» **TASK REQUIREMENTS**
From the entries that follow, copy every line with the word "StorageError".
___ GIVEN DATA
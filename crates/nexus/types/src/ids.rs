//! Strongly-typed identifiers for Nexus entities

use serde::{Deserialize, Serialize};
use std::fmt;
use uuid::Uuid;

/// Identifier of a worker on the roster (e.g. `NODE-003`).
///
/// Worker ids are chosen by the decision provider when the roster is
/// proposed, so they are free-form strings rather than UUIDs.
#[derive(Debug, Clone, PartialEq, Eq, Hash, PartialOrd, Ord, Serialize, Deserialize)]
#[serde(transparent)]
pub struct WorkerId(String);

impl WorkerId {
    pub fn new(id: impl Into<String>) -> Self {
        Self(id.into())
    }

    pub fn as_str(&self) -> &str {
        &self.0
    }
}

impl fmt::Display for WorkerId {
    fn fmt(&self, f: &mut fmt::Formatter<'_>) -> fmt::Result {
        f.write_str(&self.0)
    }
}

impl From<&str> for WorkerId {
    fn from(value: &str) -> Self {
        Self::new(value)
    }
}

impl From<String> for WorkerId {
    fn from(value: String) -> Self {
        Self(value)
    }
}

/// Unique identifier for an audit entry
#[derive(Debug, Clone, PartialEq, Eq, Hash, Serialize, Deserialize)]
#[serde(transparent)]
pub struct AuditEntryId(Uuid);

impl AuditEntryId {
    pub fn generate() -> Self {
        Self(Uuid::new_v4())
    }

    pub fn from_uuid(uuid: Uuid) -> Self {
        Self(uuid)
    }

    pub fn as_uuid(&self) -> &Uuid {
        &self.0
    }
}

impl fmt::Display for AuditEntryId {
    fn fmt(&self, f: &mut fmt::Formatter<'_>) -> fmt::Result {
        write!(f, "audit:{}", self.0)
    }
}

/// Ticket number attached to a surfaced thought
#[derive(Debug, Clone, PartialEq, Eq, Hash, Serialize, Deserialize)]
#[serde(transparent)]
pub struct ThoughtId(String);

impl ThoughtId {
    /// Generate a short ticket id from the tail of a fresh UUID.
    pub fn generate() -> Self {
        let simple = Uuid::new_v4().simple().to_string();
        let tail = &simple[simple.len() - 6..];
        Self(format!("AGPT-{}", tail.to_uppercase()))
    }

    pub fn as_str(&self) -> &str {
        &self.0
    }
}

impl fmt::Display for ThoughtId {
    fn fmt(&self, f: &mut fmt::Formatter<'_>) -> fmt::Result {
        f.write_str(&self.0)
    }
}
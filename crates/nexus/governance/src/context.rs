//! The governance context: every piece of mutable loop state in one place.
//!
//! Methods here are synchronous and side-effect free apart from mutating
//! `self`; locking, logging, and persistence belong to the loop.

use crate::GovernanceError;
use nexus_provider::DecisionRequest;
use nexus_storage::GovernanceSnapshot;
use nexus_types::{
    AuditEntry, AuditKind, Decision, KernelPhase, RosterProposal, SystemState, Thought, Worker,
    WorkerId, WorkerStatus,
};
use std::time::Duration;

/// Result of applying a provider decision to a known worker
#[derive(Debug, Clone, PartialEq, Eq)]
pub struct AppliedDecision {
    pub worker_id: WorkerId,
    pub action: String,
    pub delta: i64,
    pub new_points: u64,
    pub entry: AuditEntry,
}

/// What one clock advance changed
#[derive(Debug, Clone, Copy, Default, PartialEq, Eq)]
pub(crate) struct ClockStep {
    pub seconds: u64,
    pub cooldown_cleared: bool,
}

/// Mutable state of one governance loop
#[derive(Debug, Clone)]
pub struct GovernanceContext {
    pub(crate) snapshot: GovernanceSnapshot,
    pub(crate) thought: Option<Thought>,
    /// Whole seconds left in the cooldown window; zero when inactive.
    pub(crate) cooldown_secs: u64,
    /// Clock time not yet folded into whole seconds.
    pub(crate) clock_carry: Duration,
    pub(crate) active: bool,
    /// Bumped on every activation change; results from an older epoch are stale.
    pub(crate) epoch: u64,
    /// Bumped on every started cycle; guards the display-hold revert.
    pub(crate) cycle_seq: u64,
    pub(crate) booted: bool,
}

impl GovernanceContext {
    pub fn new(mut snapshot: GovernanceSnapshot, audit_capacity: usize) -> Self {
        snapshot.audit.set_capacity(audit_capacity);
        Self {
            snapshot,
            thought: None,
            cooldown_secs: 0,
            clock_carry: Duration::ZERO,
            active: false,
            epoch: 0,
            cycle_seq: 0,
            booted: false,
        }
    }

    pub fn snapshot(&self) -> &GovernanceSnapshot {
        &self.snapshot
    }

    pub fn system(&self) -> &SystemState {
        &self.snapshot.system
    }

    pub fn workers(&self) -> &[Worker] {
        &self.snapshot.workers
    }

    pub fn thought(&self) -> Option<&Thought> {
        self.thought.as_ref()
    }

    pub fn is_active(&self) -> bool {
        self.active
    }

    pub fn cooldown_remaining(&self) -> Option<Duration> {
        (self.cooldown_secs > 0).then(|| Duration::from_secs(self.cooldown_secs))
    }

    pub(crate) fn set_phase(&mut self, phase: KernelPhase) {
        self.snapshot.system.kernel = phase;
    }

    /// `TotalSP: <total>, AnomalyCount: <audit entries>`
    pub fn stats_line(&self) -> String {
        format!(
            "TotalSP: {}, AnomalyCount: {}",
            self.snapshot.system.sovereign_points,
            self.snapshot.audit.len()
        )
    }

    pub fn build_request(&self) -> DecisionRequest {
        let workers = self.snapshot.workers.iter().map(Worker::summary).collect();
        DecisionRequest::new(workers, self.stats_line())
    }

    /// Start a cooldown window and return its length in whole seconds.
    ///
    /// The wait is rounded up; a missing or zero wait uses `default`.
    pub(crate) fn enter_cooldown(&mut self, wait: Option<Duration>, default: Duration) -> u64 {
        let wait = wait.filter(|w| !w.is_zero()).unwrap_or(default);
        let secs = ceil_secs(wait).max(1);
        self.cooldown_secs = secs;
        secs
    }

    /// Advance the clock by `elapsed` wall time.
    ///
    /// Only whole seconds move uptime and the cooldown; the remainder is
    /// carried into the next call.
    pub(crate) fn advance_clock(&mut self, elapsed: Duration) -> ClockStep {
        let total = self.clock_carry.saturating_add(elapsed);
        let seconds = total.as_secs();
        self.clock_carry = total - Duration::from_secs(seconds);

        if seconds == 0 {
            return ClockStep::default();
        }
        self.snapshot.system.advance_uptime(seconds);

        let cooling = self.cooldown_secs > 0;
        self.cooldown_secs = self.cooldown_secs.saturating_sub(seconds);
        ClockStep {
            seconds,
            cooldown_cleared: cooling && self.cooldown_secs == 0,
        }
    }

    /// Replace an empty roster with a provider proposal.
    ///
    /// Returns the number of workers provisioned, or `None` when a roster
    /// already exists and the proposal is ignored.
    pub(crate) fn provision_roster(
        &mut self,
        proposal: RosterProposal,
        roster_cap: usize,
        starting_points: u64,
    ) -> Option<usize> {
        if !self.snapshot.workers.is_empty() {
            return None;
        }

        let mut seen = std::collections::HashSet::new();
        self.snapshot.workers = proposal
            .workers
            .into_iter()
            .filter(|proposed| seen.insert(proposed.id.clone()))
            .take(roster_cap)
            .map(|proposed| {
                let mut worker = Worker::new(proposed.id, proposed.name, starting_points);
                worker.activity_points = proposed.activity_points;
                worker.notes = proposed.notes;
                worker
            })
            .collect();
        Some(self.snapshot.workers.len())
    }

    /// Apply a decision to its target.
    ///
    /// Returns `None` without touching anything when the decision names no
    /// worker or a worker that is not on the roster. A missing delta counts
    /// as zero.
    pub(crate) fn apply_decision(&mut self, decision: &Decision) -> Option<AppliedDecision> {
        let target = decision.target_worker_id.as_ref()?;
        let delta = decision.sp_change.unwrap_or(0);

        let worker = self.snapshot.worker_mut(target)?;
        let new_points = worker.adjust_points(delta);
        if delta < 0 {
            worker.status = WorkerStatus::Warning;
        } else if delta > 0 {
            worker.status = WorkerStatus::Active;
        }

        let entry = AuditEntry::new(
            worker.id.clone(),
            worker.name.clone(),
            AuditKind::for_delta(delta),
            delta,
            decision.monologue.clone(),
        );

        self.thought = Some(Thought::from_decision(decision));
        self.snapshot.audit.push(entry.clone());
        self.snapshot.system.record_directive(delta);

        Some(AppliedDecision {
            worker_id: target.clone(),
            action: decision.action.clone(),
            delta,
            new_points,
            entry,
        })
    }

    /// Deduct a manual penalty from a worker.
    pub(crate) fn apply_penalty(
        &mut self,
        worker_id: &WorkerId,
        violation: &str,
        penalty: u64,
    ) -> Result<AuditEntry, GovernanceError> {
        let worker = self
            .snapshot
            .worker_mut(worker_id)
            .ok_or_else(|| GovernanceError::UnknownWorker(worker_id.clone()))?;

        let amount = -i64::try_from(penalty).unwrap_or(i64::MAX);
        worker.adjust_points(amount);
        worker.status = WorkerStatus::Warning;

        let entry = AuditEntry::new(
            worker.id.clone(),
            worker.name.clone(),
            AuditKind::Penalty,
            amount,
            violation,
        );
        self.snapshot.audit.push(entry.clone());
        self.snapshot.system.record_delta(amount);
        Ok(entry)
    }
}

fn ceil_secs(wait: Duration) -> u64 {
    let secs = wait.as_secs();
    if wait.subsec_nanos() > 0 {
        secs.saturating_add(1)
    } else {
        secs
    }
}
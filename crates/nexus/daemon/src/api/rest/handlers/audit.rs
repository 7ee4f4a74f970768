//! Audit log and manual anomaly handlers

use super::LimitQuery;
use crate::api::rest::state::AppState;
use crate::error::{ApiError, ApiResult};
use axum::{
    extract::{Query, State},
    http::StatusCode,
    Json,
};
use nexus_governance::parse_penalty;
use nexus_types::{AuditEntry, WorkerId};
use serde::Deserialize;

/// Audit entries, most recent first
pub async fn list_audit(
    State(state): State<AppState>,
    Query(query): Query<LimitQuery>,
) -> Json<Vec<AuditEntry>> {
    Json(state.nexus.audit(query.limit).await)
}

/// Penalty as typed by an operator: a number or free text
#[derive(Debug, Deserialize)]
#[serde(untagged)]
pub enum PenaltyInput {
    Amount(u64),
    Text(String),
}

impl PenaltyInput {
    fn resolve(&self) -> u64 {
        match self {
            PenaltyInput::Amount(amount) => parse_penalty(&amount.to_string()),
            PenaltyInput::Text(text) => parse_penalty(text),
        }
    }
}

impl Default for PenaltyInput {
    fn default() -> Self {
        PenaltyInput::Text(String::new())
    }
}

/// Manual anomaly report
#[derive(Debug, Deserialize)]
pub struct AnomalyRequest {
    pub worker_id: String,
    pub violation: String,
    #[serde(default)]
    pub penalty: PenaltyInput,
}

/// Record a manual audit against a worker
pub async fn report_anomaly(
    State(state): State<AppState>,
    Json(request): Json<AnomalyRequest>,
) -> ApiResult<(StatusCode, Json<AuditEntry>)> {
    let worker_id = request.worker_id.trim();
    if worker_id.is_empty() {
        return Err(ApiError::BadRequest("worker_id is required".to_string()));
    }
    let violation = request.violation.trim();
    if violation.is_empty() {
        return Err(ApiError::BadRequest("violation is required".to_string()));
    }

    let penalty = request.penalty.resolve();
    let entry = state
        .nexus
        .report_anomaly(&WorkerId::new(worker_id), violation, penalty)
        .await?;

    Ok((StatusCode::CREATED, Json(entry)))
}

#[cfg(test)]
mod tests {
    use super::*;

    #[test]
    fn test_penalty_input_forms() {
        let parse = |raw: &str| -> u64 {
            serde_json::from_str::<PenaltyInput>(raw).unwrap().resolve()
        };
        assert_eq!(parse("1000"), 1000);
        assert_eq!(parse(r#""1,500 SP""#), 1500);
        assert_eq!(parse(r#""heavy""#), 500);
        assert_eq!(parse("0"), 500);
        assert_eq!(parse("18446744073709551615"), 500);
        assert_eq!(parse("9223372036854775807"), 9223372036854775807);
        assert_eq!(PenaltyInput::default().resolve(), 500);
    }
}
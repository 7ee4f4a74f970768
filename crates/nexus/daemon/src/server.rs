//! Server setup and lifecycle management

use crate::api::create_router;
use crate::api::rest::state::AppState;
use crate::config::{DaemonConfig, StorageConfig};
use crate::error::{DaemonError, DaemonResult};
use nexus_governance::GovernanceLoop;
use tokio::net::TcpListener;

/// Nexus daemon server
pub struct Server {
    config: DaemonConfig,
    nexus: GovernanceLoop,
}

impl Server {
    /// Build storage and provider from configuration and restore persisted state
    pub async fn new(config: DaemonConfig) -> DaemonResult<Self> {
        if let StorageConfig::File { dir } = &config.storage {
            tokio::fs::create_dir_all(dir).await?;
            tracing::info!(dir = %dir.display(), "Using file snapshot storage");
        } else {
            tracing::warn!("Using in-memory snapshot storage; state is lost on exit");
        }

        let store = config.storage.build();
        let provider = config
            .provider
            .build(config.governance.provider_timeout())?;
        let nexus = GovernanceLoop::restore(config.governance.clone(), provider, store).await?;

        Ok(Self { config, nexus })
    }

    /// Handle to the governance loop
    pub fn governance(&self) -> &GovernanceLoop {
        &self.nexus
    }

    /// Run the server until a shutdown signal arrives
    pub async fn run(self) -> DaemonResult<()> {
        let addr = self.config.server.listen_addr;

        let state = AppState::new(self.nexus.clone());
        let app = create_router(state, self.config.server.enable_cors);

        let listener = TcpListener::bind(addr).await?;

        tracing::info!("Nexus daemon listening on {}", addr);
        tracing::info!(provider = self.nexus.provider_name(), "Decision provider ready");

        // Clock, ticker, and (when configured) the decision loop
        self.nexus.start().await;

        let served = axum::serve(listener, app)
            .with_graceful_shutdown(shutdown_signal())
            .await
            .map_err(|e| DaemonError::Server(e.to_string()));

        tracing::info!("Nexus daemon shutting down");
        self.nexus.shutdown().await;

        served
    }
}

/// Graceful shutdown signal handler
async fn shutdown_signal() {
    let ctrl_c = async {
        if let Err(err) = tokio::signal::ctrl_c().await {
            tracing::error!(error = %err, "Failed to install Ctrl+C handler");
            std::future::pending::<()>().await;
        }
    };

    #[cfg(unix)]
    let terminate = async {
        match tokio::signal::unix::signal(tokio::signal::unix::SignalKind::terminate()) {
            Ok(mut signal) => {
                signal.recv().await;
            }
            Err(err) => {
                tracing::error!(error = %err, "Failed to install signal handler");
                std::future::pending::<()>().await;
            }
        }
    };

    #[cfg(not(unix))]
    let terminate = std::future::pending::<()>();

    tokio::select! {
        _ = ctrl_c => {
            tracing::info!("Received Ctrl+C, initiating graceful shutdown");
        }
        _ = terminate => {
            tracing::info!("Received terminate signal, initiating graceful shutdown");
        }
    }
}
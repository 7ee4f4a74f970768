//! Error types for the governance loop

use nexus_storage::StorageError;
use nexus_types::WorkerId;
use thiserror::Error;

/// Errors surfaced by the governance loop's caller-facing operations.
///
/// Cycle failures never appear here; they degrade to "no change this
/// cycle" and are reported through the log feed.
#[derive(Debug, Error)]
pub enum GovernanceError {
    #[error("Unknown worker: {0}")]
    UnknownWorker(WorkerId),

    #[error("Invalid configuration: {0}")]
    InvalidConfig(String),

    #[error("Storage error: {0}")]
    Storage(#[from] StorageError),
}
______
» **SOLUTION**
use nexus_storage::StorageError;
    Storage(#[from] StorageError),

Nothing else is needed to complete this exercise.